CaCO₃ particles, due to their unique properties such as biodegradation, pH-sensitivity, and porous surface, have been widely used as carrier materials for delivering drugs, genes, vaccines, and other bioactive molecules. In these applications, CaCO₃ particles are often administered intravenously. In this sense, the interaction between CaCO₃ particles and blood components plays a key role in their delivery efficacy and biosafety, though the hemocompatibility of CaCO₃ particles has not been evaluated until now. Deficiency in the biosafety information has delayed the clinical use of CaCO₃ particles in delivery systems. In this work, we investigated the biosafety of CaCO₃ particles, focusing on their in vitro and in vivo effects on key blood components (red blood cells, platelets, etc) and coagulation functions. We found in vitro that high concentrations of CaCO₃ particles can cause the aggregation and hemolysis of red blood cells, with platelet activation and coagulation prolongation. In vivo, we found that intravenously injected CaCO₃ particles at 50 mg kg⁻¹ significantly disturbed the red blood cells, and platelet-related blood routine indexes, but did not induce visible abnormalities in the tissue structures of the key organs. Overall, these effects may be due to the enormous adsorption capability of the porous surface of CaCO₃ particles. 0.1 mg ml⁻¹ of the CaCO₃ particles exhibit excellent compatibility for their practical applications. These results would be expected to greatly promote the in vivo applications and clinical use of CaCO₃ particles in biomedicine.
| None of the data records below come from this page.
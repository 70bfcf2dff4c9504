//! Input variable values passed to the provisioning tool.

use std::collections::BTreeMap;

use serde::{Deserialize, Serialize};

/// A single input variable value.
///
/// Serialized untagged so a suite file can write `internal: true` or
/// `tags: { team: web }` directly, and so the value lands in the tool's
/// JSON variable file with its natural type.
#[derive(Debug, Clone, PartialEq, Serialize, Deserialize)]
#[serde(untagged)]
pub enum VarValue {
    Bool(bool),
    Number(serde_json::Number),
    String(String),
    List(Vec<VarValue>),
    Map(BTreeMap<String, VarValue>),
}

impl VarValue {
    /// Returns the string payload for `String` values.
    #[must_use]
    pub fn as_str(&self) -> Option<&str> {
        match self {
            Self::String(s) => Some(s),
            _ => None,
        }
    }
}

impl From<&str> for VarValue {
    fn from(value: &str) -> Self {
        Self::String(value.to_owned())
    }
}

impl From<String> for VarValue {
    fn from(value: String) -> Self {
        Self::String(value)
    }
}

impl From<bool> for VarValue {
    fn from(value: bool) -> Self {
        Self::Bool(value)
    }
}

impl From<i64> for VarValue {
    fn from(value: i64) -> Self {
        Self::Number(value.into())
    }
}
//! infracheck - provision, verify and tear down infrastructure definitions

use std::process::ExitCode;

use clap::Parser;
use tracing_subscriber::EnvFilter;
use tracing_subscriber::prelude::*;

use infracheck_cli::cli::Cli;
use infracheck_cli::domain::report::EXIT_ERROR;
use infracheck_cli::output::json::{error_code, format_error};

#[tokio::main]
async fn main() -> ExitCode {
    let cli = Cli::parse();

    let default_level = if cli.verbose { "info" } else { "warn" };
    tracing_subscriber::registry()
        .with(EnvFilter::try_from_default_env().unwrap_or_else(|_| EnvFilter::new(default_level)))
        .with(
            tracing_subscriber::fmt::layer()
                .with_target(false)
                .with_writer(std::io::stderr),
        )
        .init();

    let json = cli.json;
    match cli.run().await {
        Ok(code) => ExitCode::from(code),
        Err(e) => {
            match format_error(&format!("{e:#}"), error_code(&e)) {
                Ok(doc) if json => println!("{doc}"),
                _ => eprintln!("Error: {e:#}"),
            }
            ExitCode::from(EXIT_ERROR)
        }
    }
}
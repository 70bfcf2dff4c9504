//! Scenario runner: one end-to-end scenario with guaranteed destroy, and
//! whole suites run concurrently.
//!
//! Imports only from `crate::domain` and `crate::application::ports`.
//!
//! Lifecycle of one scenario:
//! acquire workspace → apply → poll (optional) → assertions → destroy →
//! release workspace. Apply, poll and assertions run under the scenario
//! deadline and the suite cancellation token, with panics caught. When either
//! fires, the in-flight tool is interrupted and given `interrupt_grace` to
//! record what it created before destroy runs. Destroy runs whenever apply was
//! attempted and is bounded only by its own retry budget.

use std::any::Any;
use std::cell::RefCell;
use std::panic::AssertUnwindSafe;
use std::time::Duration;

use chrono::Utc;
use futures::FutureExt;
use futures::future::join_all;
use infracheck_common::OutputSet;
use tokio::sync::Semaphore;
use tokio::time::Instant;
use tokio_util::sync::CancellationToken;
use tracing::{Instrument, error, info, info_span, warn};

use crate::application::ports::{
    ProgressReporter, ProvisioningTool, ReadinessProbe, ResourceRef, Workspace,
    WorkspaceProvider,
};
use crate::application::services::provisioning::ProvisioningDriver;
use crate::application::services::readiness::wait_until_ready;
use crate::domain::{
    AssertionOutcome, EngineConfig, FailureKind, PollConfig, ProvisioningOptions, Scenario,
    Stage, StageOutcome, SuiteReport, TestResult, evaluate_all,
};

/// Extra time past the tool's grace period for the interrupted stage to
/// unwind before it is abandoned.
const UNWIND_MARGIN: Duration = Duration::from_secs(30);

// ── Stage ledger ─────────────────────────────────────────────────────────────

/// Stage outcomes recorded as the guarded phases progress, so an interrupted
/// run still knows which stage was in flight.
struct Progress {
    current: Option<Stage>,
    apply_attempted: bool,
    apply: StageOutcome,
    poll: StageOutcome,
    assertions: Vec<AssertionOutcome>,
}

struct Ledger(RefCell<Progress>);

impl Ledger {
    fn new(poll_configured: bool) -> Self {
        Self(RefCell::new(Progress {
            current: None,
            apply_attempted: false,
            apply: StageOutcome::Skipped,
            poll: if poll_configured {
                StageOutcome::Skipped
            } else {
                StageOutcome::NotConfigured
            },
            assertions: Vec::new(),
        }))
    }

    fn begin(&self, stage: Stage) {
        let mut p = self.0.borrow_mut();
        p.current = Some(stage);
        if stage == Stage::Apply {
            p.apply_attempted = true;
        }
    }

    fn finish_apply(&self, outcome: StageOutcome) {
        let mut p = self.0.borrow_mut();
        p.apply = outcome;
        p.current = None;
    }

    fn finish_poll(&self, outcome: StageOutcome) {
        let mut p = self.0.borrow_mut();
        p.poll = outcome;
        p.current = None;
    }

    fn finish_assertions(&self, outcomes: Vec<AssertionOutcome>) {
        let mut p = self.0.borrow_mut();
        p.assertions = outcomes;
        p.current = None;
    }

    /// Mark the in-flight stage failed. Later stages stay skipped.
    fn interrupt(&self, kind: FailureKind, message: &str) {
        let mut p = self.0.borrow_mut();
        match p.current.take().unwrap_or(Stage::Apply) {
            Stage::Apply => p.apply = StageOutcome::failed(kind, message, 0),
            Stage::Poll => p.poll = StageOutcome::failed(kind, message, 0),
            Stage::Assert | Stage::Destroy => p
                .assertions
                .push(AssertionOutcome::fail("assertions", message)),
        }
    }

    fn into_inner(self) -> Progress {
        self.0.into_inner()
    }
}

// ── Runner ───────────────────────────────────────────────────────────────────

/// Runs scenarios against shared, read-only collaborators.
pub struct ScenarioRunner<'a, T, P, W, R> {
    tool: &'a T,
    probe: &'a P,
    workspaces: &'a W,
    reporter: &'a R,
    config: &'a EngineConfig,
    cancel: CancellationToken,
}

impl<'a, T, P, W, R> ScenarioRunner<'a, T, P, W, R>
where
    T: ProvisioningTool,
    P: ReadinessProbe,
    W: WorkspaceProvider,
    R: ProgressReporter,
{
    pub fn new(
        tool: &'a T,
        probe: &'a P,
        workspaces: &'a W,
        reporter: &'a R,
        config: &'a EngineConfig,
        cancel: CancellationToken,
    ) -> Self {
        Self {
            tool,
            probe,
            workspaces,
            reporter,
            config,
            cancel,
        }
    }

    /// Run every scenario, at most `config.parallelism` at once.
    ///
    /// Results are returned in input order.
    pub async fn run_all(&self, scenarios: &[Scenario]) -> SuiteReport {
        let started_at = Utc::now();
        let clock = Instant::now();
        let permits = Semaphore::new(self.config.parallelism.max(1));
        let permits = &permits;

        let runs = scenarios.iter().map(|scenario| async move {
            let _permit = permits.acquire().await.ok();
            self.run(scenario).await
        });
        let results = join_all(runs).await;

        SuiteReport {
            results,
            started_at,
            duration: clock.elapsed(),
        }
    }

    /// Run one scenario. Never fails: every problem lands in the result.
    pub async fn run(&self, scenario: &Scenario) -> TestResult {
        let span = info_span!("scenario", name = %scenario.name);
        self.run_inner(scenario).instrument(span).await
    }

    async fn run_inner(&self, scenario: &Scenario) -> TestResult {
        let started_at = Utc::now();
        let clock = Instant::now();
        let mut result = TestResult {
            scenario: scenario.name.clone(),
            workspace_id: None,
            apply: StageOutcome::Skipped,
            poll: if scenario.poll.is_some() {
                StageOutcome::Skipped
            } else {
                StageOutcome::NotConfigured
            },
            assertions: Vec::new(),
            destroy: StageOutcome::Skipped,
            retained_workspace: None,
            started_at,
            duration: std::time::Duration::ZERO,
        };

        if self.cancel.is_cancelled() {
            result.apply = StageOutcome::failed(FailureKind::Cancelled, "suite cancelled", 0);
            result.duration = clock.elapsed();
            return result;
        }

        self.reporter
            .step(&format!("{}: preparing workspace", scenario.name));
        let workspace = match self.workspaces.acquire(scenario).await {
            Ok(ws) => ws,
            Err(e) => {
                error!(error = %format!("{e:#}"), "Could not prepare workspace");
                result.apply = StageOutcome::failed(FailureKind::Workspace, format!("{e:#}"), 0);
                result.duration = clock.elapsed();
                self.reporter
                    .warn(&format!("{}: could not prepare workspace", scenario.name));
                return result;
            }
        };
        result.workspace_id = Some(workspace.id.clone());
        info!(workspace = %workspace.id, root = %workspace.root.display(), "Workspace ready");

        let ledger = Ledger::new(scenario.poll.is_some());
        let interrupted = self.guarded(scenario, &workspace.options, &ledger).await;
        if let Some((kind, message)) = interrupted {
            warn!(?kind, %message, "Scenario interrupted");
            ledger.interrupt(kind, &message);
        }

        let progress = ledger.into_inner();
        result.apply = progress.apply;
        result.poll = progress.poll;
        result.assertions = progress.assertions;

        if progress.apply_attempted {
            result.destroy = self.destroy(scenario, &workspace).await;
        }

        let retain = result.destroy.is_failed();
        match self.workspaces.release(workspace, retain).await {
            Ok(path) => result.retained_workspace = path,
            Err(e) => warn!(error = %format!("{e:#}"), "Could not release workspace"),
        }

        result.duration = clock.elapsed();
        if result.passed() {
            self.reporter.success(&format!("{}: passed", scenario.name));
        } else {
            let stages: Vec<String> = result.failed_stages().iter().map(ToString::to_string).collect();
            self.reporter.warn(&format!(
                "{}: failed ({})",
                scenario.name,
                if stages.is_empty() { "incomplete".to_string() } else { stages.join(", ") }
            ));
        }
        result
    }

    /// Run the guarded stages under the deadline and the suite token.
    ///
    /// On interruption the stages are told to stop and awaited for the tool's
    /// grace period, so an apply in flight can record its state. Returns why
    /// the stages were cut short, if they were.
    async fn guarded(
        &self,
        scenario: &Scenario,
        options: &ProvisioningOptions,
        ledger: &Ledger,
    ) -> Option<(FailureKind, String)> {
        let stop = self.cancel.child_token();
        let stages = AssertUnwindSafe(self.provision_and_verify(scenario, options, ledger, &stop))
            .catch_unwind();
        tokio::pin!(stages);
        let deadline = tokio::time::sleep(self.config.scenario_timeout);
        tokio::pin!(deadline);

        let interrupted = tokio::select! {
            biased;
            () = self.cancel.cancelled() => (FailureKind::Cancelled, "suite cancelled".to_string()),
            () = &mut deadline => (
                FailureKind::Deadline,
                format!(
                    "scenario deadline of {}s elapsed",
                    self.config.scenario_timeout.as_secs()
                ),
            ),
            outcome = &mut stages => {
                return outcome
                    .err()
                    .map(|panic| (FailureKind::Panicked, panic_message(panic.as_ref())));
            }
        };

        stop.cancel();
        let unwind = self.config.interrupt_grace + UNWIND_MARGIN;
        match tokio::time::timeout(unwind, &mut stages).await {
            Ok(Ok(())) => info!("Interrupted stage stopped"),
            Ok(Err(panic)) => warn!(message = %panic_message(panic.as_ref()), "Interrupted stage panicked"),
            Err(_) => warn!(
                unwind_secs = unwind.as_secs(),
                "Interrupted stage did not stop in time, abandoning it"
            ),
        }
        Some(interrupted)
    }

    /// Apply, poll and assert. Records each stage in `ledger` as it goes and
    /// returns with the current stage still open once `stop` fires.
    async fn provision_and_verify(
        &self,
        scenario: &Scenario,
        options: &ProvisioningOptions,
        ledger: &Ledger,
        stop: &CancellationToken,
    ) {
        let driver = self.driver().with_stop(stop.clone());

        ledger.begin(Stage::Apply);
        self.reporter.step(&format!("{}: applying", scenario.name));
        let applied = driver.apply(options).await;
        if stop.is_cancelled() {
            return;
        }
        let applied = match applied {
            Ok(applied) => {
                ledger.finish_apply(StageOutcome::Passed {
                    attempts: applied.attempts.last().map_or(1, |a| a.attempt),
                });
                applied
            }
            Err(failure) => {
                ledger.finish_apply(StageOutcome::failed(
                    failure.kind(),
                    failure.to_string(),
                    failure.attempt_count(),
                ));
                return;
            }
        };

        if let Some(poll) = &scenario.poll {
            ledger.begin(Stage::Poll);
            self.reporter
                .step(&format!("{}: waiting for {}", scenario.name, poll.resource_output));
            let outcome = tokio::select! {
                biased;
                () = stop.cancelled() => return,
                outcome = self.poll(poll, &applied.outputs) => outcome,
            };
            let ready = outcome.is_passed();
            ledger.finish_poll(outcome);
            if !ready {
                return;
            }
        }

        ledger.begin(Stage::Assert);
        ledger.finish_assertions(evaluate_all(&scenario.assertions, &applied.outputs));
    }

    async fn poll(&self, poll: &PollConfig, outputs: &OutputSet) -> StageOutcome {
        let id = match outputs.get(&poll.resource_output) {
            Ok(id) if !id.is_empty() => id.to_string(),
            Ok(_) => {
                return StageOutcome::failed(
                    FailureKind::MissingOutput,
                    format!("output '{}' is empty", poll.resource_output),
                    0,
                );
            }
            Err(e) => return StageOutcome::failed(FailureKind::MissingOutput, e.to_string(), 0),
        };
        let resource = ResourceRef {
            id,
            region: self.config.region.clone(),
        };
        match wait_until_ready(self.probe, &resource, poll).await {
            Ok(summary) => StageOutcome::Passed {
                attempts: summary.attempts,
            },
            Err(e) => StageOutcome::failed(FailureKind::ReadinessTimeout, e.to_string(), e.attempts()),
        }
    }

    /// Destroy outside the deadline and the cancellation token.
    async fn destroy(&self, scenario: &Scenario, workspace: &Workspace) -> StageOutcome {
        self.reporter
            .step(&format!("{}: destroying", scenario.name));
        let driver = self.driver();
        let outcome = AssertUnwindSafe(driver.destroy(&workspace.options))
            .catch_unwind()
            .await;
        match outcome {
            Ok(Ok(destroyed)) => StageOutcome::Passed {
                attempts: destroyed.attempt_count(),
            },
            Ok(Err(failure)) => {
                error!(
                    workspace = %workspace.id,
                    root = %workspace.root.display(),
                    error = %failure,
                    "Destroy failed; provisioned resources may be leaked"
                );
                StageOutcome::failed(
                    FailureKind::Cleanup,
                    failure.to_string(),
                    failure.attempt_count(),
                )
            }
            Err(panic) => {
                let message = panic_message(panic.as_ref());
                error!(workspace = %workspace.id, %message, "Destroy panicked; provisioned resources may be leaked");
                StageOutcome::failed(FailureKind::Cleanup, message, 0)
            }
        }
    }

    fn driver(&self) -> ProvisioningDriver<'a, T> {
        ProvisioningDriver::new(self.tool, &self.config.classifier, &self.config.retry)
    }
}

fn panic_message(panic: &(dyn Any + Send)) -> String {
    if let Some(s) = panic.downcast_ref::<&str>() {
        format!("panicked: {s}")
    } else if let Some(s) = panic.downcast_ref::<String>() {
        format!("panicked: {s}")
    } else {
        "panicked".to_string()
    }
}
CaCO ₃颗粒由于其独特的特性，如生物降解性、pH敏感性和多孔表面，已被广泛用作递送药物、基因、疫苗和其他生物活性分子的载体材料。在这些应用中，CaCO ₃颗粒通常通过静脉内给药。_{从这个意义上说，CaCO 3}颗粒与血液成分之间的相互作用对其输送效率和生物安全性起着关键作用，尽管到目前为止尚未评估CaCO _{3颗粒的血液相容性。}生物安全信息的缺乏延迟了 CaCO ₃颗粒在递送系统中的临床应用。在这项工作中，我们研究了 CaCO _{3的生物安全性。}颗粒，重点关注它们对关键血液成分（红细胞、血小板等）和凝血功能的体外和体内影响。我们在体外发现高浓度的CaCO ₃颗粒会引起红细胞的聚集和溶血，血小板活化和凝血时间延长。在体内，我们发现静脉注射 CaCO ₃颗粒 50 mg kg ^-1显着扰乱红细胞和血小板相关血常规指标，但未引起关键器官组织结构明显异常。总的来说，这些影响可能是由于CaCO ₃颗粒多孔表面的巨大吸附能力。0.1 mg ml ^-1的CaCO ₃颗粒对其实际应用表现出优异的相容性。预计这些结果将极大地促进CaCO ₃颗粒在生物医学中的体内应用和临床应用。